*TASK TO CARRY OUT*
Below are the records; print them all without any alteration.

*DATA IN THIS EXERCISE*
//! Operator release versions and the half-open ranges generators, decorators,
//! mutators and validators are bound to.

use std::fmt;
use std::str::FromStr;

use crate::error::{Error, Result};

/// A `MAJOR.MINOR` operator release. Patch releases never change which
/// implementation is active for a slot, so they are not modelled.
#[derive(Clone, Copy, Debug, PartialEq, Eq, PartialOrd, Ord, Hash)]
pub struct OperatorVersion {
    pub major: u32,
    pub minor: u32,
}

impl OperatorVersion {
    pub const V1_0: OperatorVersion = OperatorVersion::new(1, 0);
    pub const V1_1: OperatorVersion = OperatorVersion::new(1, 1);
    pub const V1_2: OperatorVersion = OperatorVersion::new(1, 2);
    pub const V1_3: OperatorVersion = OperatorVersion::new(1, 3);

    pub const fn new(major: u32, minor: u32) -> Self {
        Self { major, minor }
    }

    /// The version this binary was built as.
    pub fn current() -> Self {
        // CARGO_PKG_VERSION is always MAJOR.MINOR.PATCH.
        env!("CARGO_PKG_VERSION")
            .parse()
            .unwrap_or(OperatorVersion::V1_3)
    }
}

impl fmt::Display for OperatorVersion {
    fn fmt(&self, f: &mut fmt::Formatter<'_>) -> fmt::Result {
        write!(f, "{}.{}", self.major, self.minor)
    }
}

impl FromStr for OperatorVersion {
    type Err = Error;

    /// Accepts `1.2`, `1.2.7` and `v1.2`; anything after the minor
    /// component is ignored.
    fn from_str(s: &str) -> Result<Self> {
        let trimmed = s.trim().trim_start_matches('v');
        let mut parts = trimmed.split('.');
        let major = parts
            .next()
            .and_then(|p| p.parse::<u32>().ok())
            .ok_or_else(|| Error::config(format!("invalid operator version {s:?}")))?;
        let minor = parts
            .next()
            .map(|p| {
                let digits: String = p.chars().take_while(|c| c.is_ascii_digit()).collect();
                digits.parse::<u32>()
            })
            .transpose()
            .map_err(|_| Error::config(format!("invalid operator version {s:?}")))?
            .unwrap_or(0);
        Ok(OperatorVersion::new(major, minor))
    }
}

/// Half-open `[start, stop)` range of operator versions. A missing bound is
/// unbounded on that side.
#[derive(Clone, Copy, Debug, Default, PartialEq, Eq)]
pub struct VersionRange {
    pub start: Option<OperatorVersion>,
    pub stop: Option<OperatorVersion>,
}

impl VersionRange {
    /// Every version.
    pub const fn all() -> Self {
        Self {
            start: None,
            stop: None,
        }
    }

    /// `[start, ∞)`
    pub const fn from(start: OperatorVersion) -> Self {
        Self {
            start: Some(start),
            stop: None,
        }
    }

    /// `[start, stop)`
    pub const fn between(start: OperatorVersion, stop: OperatorVersion) -> Self {
        Self {
            start: Some(start),
            stop: Some(stop),
        }
    }

    pub fn contains(&self, version: OperatorVersion) -> bool {
        self.start.is_none_or(|start| version >= start)
            && self.stop.is_none_or(|stop| version < stop)
    }
}

impl fmt::Display for VersionRange {
    fn fmt(&self, f: &mut fmt::Formatter<'_>) -> fmt::Result {
        match (self.start, self.stop) {
            (Some(start), Some(stop)) => write!(f, "[{start}, {stop})"),
            (Some(start), None) => write!(f, "[{start}, ∞)"),
            (None, Some(stop)) => write!(f, "(-∞, {stop})"),
            (None, None) => write!(f, "(-∞, ∞)"),
        }
    }
}

#[cfg(test)]
mod tests {
    use super::*;

    #[test]
    fn test_parse_versions() {
        assert_eq!("1.2".parse::<OperatorVersion>().unwrap(), OperatorVersion::V1_2);
        assert_eq!("1.3.0".parse::<OperatorVersion>().unwrap(), OperatorVersion::V1_3);
        assert_eq!("v1.0".parse::<OperatorVersion>().unwrap(), OperatorVersion::V1_0);
        assert_eq!("2".parse::<OperatorVersion>().unwrap(), OperatorVersion::new(2, 0));
        assert_eq!(
            "1.4.0-rc1".parse::<OperatorVersion>().unwrap(),
            OperatorVersion::new(1, 4)
        );
        assert!("latest".parse::<OperatorVersion>().is_err());
    }

    #[test]
    fn test_current_version_matches_package() {
        assert_eq!(OperatorVersion::current(), OperatorVersion::V1_3);
    }

    #[test]
    fn test_range_is_half_open() {
        let range = VersionRange::between(OperatorVersion::V1_0, OperatorVersion::V1_2);
        assert!(range.contains(OperatorVersion::V1_0));
        assert!(range.contains(OperatorVersion::V1_1));
        assert!(!range.contains(OperatorVersion::V1_2));

        let open = VersionRange::from(OperatorVersion::V1_2);
        assert!(!open.contains(OperatorVersion::V1_1));
        assert!(open.contains(OperatorVersion::V1_2));
        assert!(open.contains(OperatorVersion::new(9, 0)));

        assert!(VersionRange::all().contains(OperatorVersion::new(0, 1)));
    }

    #[test]
    fn test_range_display() {
        assert_eq!(
            VersionRange::between(OperatorVersion::V1_0, OperatorVersion::V1_2).to_string(),
            "[1.0, 1.2)"
        );
        assert_eq!(VersionRange::from(OperatorVersion::V1_2).to_string(), "[1.2, ∞)");
    }
}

*ANSWER TO THIS TASK*
//! Operator release versions and the half-open ranges generators, decorators,
//! mutators and validators are bound to.

use std::fmt;
use std::str::FromStr;

use crate::error::{Error, Result};

/// A `MAJOR.MINOR` operator release. Patch releases never change which
/// implementation is active for a slot, so they are not modelled.
#[derive(Clone, Copy, Debug, PartialEq, Eq, PartialOrd, Ord, Hash)]
pub struct OperatorVersion {
    pub major: u32,
    pub minor: u32,
}

impl OperatorVersion {
    pub const V1_0: OperatorVersion = OperatorVersion::new(1, 0);
    pub const V1_1: OperatorVersion = OperatorVersion::new(1, 1);
    pub const V1_2: OperatorVersion = OperatorVersion::new(1, 2);
    pub const V1_3: OperatorVersion = OperatorVersion::new(1, 3);

    pub const fn new(major: u32, minor: u32) -> Self {
        Self { major, minor }
    }

    /// The version this binary was built as.
    pub fn current() -> Self {
        // CARGO_PKG_VERSION is always MAJOR.MINOR.PATCH.
        env!("CARGO_PKG_VERSION")
            .parse()
            .unwrap_or(OperatorVersion::V1_3)
    }
}

impl fmt::Display for OperatorVersion {
    fn fmt(&self, f: &mut fmt::Formatter<'_>) -> fmt::Result {
        write!(f, "{}.{}", self.major, self.minor)
    }
}

impl FromStr for OperatorVersion {
    type Err = Error;

    /// Accepts `1.2`, `1.2.7` and `v1.2`; anything after the minor
    /// component is ignored.
    fn from_str(s: &str) -> Result<Self> {
        let trimmed = s.trim().trim_start_matches('v');
        let mut parts = trimmed.split('.');
        let major = parts
            .next()
            .and_then(|p| p.parse::<u32>().ok())
            .ok_or_else(|| Error::config(format!("invalid operator version {s:?}")))?;
        let minor = parts
            .next()
            .map(|p| {
                let digits: String = p.chars().take_while(|c| c.is_ascii_digit()).collect();
                digits.parse::<u32>()
            })
            .transpose()
            .map_err(|_| Error::config(format!("invalid operator version {s:?}")))?
            .unwrap_or(0);
        Ok(OperatorVersion::new(major, minor))
    }
}

/// Half-open `[start, stop)` range of operator versions. A missing bound is
/// unbounded on that side.
#[derive(Clone, Copy, Debug, Default, PartialEq, Eq)]
pub struct VersionRange {
    pub start: Option<OperatorVersion>,
    pub stop: Option<OperatorVersion>,
}

impl VersionRange {
    /// Every version.
    pub const fn all() -> Self {
        Self {
            start: None,
            stop: None,
        }
    }

    /// `[start, ∞)`
    pub const fn from(start: OperatorVersion) -> Self {
        Self {
            start: Some(start),
            stop: None,
        }
    }

    /// `[start, stop)`
    pub const fn between(start: OperatorVersion, stop: OperatorVersion) -> Self {
        Self {
            start: Some(start),
            stop: Some(stop),
        }
    }

    pub fn contains(&self, version: OperatorVersion) -> bool {
        self.start.is_none_or(|start| version >= start)
            && self.stop.is_none_or(|stop| version < stop)
    }
}

impl fmt::Display for VersionRange {
    fn fmt(&self, f: &mut fmt::Formatter<'_>) -> fmt::Result {
        match (self.start, self.stop) {
            (Some(start), Some(stop)) => write!(f, "[{start}, {stop})"),
            (Some(start), None) => write!(f, "[{start}, ∞)"),
            (None, Some(stop)) => write!(f, "(-∞, {stop})"),
            (None, None) => write!(f, "(-∞, ∞)"),
        }
    }
}

#[cfg(test)]
mod tests {
    use super::*;

    #[test]
    fn test_parse_versions() {
        assert_eq!("1.2".parse::<OperatorVersion>().unwrap(), OperatorVersion::V1_2);
        assert_eq!("1.3.0".parse::<OperatorVersion>().unwrap(), OperatorVersion::V1_3);
        assert_eq!("v1.0".parse::<OperatorVersion>().unwrap(), OperatorVersion::V1_0);
        assert_eq!("2".parse::<OperatorVersion>().unwrap(), OperatorVersion::new(2, 0));
        assert_eq!(
            "1.4.0-rc1".parse::<OperatorVersion>().unwrap(),
            OperatorVersion::new(1, 4)
        );
        assert!("latest".parse::<OperatorVersion>().is_err());
    }

    #[test]
    fn test_current_version_matches_package() {
        assert_eq!(OperatorVersion::current(), OperatorVersion::V1_3);
    }

    #[test]
    fn test_range_is_half_open() {
        let range = VersionRange::between(OperatorVersion::V1_0, OperatorVersion::V1_2);
        assert!(range.contains(OperatorVersion::V1_0));
        assert!(range.contains(OperatorVersion::V1_1));
        assert!(!range.contains(OperatorVersion::V1_2));

        let open = VersionRange::from(OperatorVersion::V1_2);
        assert!(!open.contains(OperatorVersion::V1_1));
        assert!(open.contains(OperatorVersion::V1_2));
        assert!(open.contains(OperatorVersion::new(9, 0)));

        assert!(VersionRange::all().contains(OperatorVersion::new(0, 1)));
    }

    #[test]
    fn test_range_display() {
        assert_eq!(
            VersionRange::between(OperatorVersion::V1_0, OperatorVersion::V1_2).to_string(),
            "[1.0, 1.2)"
        );
        assert_eq!(VersionRange::from(OperatorVersion::V1_2).to_string(), "[1.2, ∞)");
    }
}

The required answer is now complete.